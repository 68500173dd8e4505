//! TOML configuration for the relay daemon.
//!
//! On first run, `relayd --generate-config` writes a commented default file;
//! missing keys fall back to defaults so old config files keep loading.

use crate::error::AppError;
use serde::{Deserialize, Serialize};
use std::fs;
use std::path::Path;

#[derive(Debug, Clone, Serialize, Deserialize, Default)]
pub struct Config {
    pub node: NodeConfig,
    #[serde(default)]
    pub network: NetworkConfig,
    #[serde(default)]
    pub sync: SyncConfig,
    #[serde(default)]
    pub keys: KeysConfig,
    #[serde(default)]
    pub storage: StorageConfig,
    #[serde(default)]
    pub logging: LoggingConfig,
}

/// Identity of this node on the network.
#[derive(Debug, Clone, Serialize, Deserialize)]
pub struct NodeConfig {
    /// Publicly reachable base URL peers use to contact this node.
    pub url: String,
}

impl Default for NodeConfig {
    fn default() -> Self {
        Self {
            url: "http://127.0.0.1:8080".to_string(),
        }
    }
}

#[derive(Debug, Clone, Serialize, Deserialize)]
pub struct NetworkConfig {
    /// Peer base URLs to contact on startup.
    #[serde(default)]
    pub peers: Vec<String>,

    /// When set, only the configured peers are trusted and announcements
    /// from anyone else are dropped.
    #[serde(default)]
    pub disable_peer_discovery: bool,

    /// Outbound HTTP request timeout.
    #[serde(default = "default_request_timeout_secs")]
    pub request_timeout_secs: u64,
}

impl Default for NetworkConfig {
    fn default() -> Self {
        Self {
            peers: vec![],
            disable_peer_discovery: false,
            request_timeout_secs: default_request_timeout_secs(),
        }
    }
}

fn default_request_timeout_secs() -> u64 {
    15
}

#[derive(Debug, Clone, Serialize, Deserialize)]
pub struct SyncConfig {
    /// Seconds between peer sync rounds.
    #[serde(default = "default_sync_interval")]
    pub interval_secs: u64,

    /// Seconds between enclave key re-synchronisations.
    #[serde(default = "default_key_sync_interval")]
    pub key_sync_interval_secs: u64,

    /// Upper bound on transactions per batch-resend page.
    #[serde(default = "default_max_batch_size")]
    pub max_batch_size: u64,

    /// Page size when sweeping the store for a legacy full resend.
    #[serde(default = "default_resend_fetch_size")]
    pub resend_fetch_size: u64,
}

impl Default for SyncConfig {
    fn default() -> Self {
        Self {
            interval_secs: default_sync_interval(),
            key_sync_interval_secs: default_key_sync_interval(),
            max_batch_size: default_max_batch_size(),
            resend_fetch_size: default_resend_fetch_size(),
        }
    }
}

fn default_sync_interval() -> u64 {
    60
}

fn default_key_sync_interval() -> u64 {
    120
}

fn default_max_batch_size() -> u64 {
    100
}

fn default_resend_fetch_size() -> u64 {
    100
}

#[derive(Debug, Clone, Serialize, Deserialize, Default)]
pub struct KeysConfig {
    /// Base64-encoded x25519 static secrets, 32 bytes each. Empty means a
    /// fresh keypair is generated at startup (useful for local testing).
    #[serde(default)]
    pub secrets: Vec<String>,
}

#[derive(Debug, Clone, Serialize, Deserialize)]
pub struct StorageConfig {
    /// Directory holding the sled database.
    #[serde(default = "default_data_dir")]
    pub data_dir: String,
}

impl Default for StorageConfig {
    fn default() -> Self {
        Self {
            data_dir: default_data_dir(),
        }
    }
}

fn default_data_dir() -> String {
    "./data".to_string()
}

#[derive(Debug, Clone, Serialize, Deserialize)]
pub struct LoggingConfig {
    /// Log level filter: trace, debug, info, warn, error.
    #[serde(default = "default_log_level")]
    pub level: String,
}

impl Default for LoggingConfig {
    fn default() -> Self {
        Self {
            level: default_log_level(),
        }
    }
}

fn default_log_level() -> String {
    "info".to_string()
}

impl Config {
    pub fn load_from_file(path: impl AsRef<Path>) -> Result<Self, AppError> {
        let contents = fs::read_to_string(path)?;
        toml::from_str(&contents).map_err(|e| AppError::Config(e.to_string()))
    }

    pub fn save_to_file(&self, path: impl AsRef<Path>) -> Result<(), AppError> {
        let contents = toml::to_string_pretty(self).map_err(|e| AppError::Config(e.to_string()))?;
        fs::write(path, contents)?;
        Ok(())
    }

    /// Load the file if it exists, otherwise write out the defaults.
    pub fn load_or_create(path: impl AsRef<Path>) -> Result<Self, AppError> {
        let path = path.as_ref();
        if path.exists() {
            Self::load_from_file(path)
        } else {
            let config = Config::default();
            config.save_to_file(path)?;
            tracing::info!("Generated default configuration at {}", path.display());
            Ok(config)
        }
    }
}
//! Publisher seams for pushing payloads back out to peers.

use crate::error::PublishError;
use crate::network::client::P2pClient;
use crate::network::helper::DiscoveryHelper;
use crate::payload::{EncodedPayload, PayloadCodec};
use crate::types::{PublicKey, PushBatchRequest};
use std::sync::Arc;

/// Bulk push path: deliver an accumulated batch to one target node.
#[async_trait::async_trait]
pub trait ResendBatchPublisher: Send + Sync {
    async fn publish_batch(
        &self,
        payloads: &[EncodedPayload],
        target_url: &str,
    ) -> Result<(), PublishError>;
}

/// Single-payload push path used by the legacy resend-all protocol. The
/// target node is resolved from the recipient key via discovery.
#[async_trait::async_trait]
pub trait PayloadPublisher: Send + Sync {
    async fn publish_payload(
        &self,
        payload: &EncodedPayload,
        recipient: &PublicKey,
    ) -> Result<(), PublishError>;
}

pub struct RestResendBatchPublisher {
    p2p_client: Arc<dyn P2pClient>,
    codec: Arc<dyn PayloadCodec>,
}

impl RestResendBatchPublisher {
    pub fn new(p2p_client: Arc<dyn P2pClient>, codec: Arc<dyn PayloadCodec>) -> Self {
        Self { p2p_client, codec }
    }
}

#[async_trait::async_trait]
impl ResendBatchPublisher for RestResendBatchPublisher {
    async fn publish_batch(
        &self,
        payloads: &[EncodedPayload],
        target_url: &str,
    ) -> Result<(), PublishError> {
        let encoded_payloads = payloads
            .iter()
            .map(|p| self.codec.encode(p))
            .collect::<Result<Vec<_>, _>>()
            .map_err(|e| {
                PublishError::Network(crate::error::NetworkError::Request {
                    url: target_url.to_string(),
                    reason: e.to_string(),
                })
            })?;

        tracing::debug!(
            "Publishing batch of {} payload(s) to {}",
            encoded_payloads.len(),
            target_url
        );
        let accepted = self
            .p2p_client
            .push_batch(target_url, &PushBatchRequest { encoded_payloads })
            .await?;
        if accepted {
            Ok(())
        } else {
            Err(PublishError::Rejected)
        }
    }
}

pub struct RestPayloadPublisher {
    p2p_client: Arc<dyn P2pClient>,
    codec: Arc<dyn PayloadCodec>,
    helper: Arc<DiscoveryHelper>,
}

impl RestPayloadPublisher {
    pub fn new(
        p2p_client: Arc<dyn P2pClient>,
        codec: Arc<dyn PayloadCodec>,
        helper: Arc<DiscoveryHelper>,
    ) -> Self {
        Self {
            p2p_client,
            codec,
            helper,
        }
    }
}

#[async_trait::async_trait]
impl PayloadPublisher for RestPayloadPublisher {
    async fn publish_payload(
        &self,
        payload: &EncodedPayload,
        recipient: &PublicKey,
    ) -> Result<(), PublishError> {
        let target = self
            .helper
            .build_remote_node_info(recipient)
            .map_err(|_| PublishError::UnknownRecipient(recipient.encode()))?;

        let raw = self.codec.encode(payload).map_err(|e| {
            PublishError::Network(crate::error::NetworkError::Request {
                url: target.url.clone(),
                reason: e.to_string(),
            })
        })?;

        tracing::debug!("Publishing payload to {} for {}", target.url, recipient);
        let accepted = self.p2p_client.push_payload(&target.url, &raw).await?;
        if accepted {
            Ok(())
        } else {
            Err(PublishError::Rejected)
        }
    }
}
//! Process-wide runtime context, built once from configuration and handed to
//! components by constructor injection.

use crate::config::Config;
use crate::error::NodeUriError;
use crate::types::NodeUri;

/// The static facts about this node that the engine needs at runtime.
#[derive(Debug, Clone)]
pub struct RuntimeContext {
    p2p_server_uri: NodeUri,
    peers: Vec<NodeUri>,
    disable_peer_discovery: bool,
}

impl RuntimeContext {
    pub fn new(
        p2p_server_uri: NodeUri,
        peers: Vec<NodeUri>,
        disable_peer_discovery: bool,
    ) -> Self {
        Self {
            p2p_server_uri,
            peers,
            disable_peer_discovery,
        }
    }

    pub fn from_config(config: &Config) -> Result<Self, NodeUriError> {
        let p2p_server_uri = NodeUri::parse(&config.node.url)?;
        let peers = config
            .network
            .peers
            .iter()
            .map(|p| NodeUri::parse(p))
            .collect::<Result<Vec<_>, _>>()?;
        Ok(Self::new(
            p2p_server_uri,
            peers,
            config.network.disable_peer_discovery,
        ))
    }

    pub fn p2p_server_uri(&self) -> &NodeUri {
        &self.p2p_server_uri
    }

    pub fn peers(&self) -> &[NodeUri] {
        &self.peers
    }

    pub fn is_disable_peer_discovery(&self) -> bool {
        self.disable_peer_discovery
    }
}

WORK INSTRUCTIONS: The lines to return begin at the first line of the records and end at the line holding "use std::fs;"; please return them exactly, including both, and nothing beyond.

ANSWER:
repository 68500173dd8e4505
//! TOML configuration for the relay daemon.
//!
//! On first run, `relayd --generate-config` writes a commented default file;
//! missing keys fall back to defaults so old config files keep loading.

use crate::error::AppError;
use serde::{Deserialize, Serialize};
use std::fs;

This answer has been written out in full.